DALAM urusan qiyamul lail, Rasulullah Shalallaahu ‘Alahi Wasallam berbagi kemuliaan kepada istri-istri dan putra-putranya. Kalau di dalam qiyamul lail tidak tersimpan hikmah yang sangat besar, Rasulullah tidak sampai demikian dalam menanamkan kedisiplinan terhadap amalan menghidupkan malam.

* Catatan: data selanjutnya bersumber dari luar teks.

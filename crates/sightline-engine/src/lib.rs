pub mod adapters;
pub mod backends;
pub mod decoder;
pub mod dispatch;
pub mod registry;
pub mod router;

pub use adapters::AdapterSettings;
pub use decoder::{decode_frame, DecodeError, DecodedFrame};
pub use dispatch::Dispatcher;
pub use registry::ModelRegistry;
pub use router::{OllamaRouter, OllamaTextRefiner, RouteAdvisor, RouteError, TextRefiner};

Ketika malam hening, udara di luar sangat menyengat tulang, Rasulullah bangun dari tidur. Seringkali ia membangunkan istrinya agar ikut mengamalkan amalan mulia ini. Istri-istri mereka yang patuh dengan senang hati mengikuti bimbingan beliau. Karenanya, setiap malam rumah Rasulullah selalu dihiasi dengan qiyamul lail. Setiap malam rumah mereka diselimuti kemuliaan.
Riwayat dari Ummu Salamah ra. menerangkan bahwa suatu malam Rasulullah bangun dan bersabda:
Maha suci Allah. Cobaan dan kesedihan apakah yang diturunkan oleh malam? Siapakah yang membangunkan para penghuni kamar. Sesungguhnya bisa jadi orang yang berpakaian di dunia, tetapi akan telanjang kelak di akhirat. (HR. Bukhari, Ahmad, dan at-Turmidzi).
Dalam hadist tersebut terdapat kalimat, ‘Siapakah yang membangunkan para penghuni kamar?’ Maksudnya ialah membangunkan istri-istri di malam hari ketika tidur pulas. Membangunkan tidak bisa dipahami membangunkan dari tidur saja, melainkan menyuruh agar berqiyamul lail. Jadi yang dimaksudkan ialah agar suami membangunkan istri-istrinya di malam hari untuk diajak bermunajat kepada Allah Subhanahu wa Ta’ala.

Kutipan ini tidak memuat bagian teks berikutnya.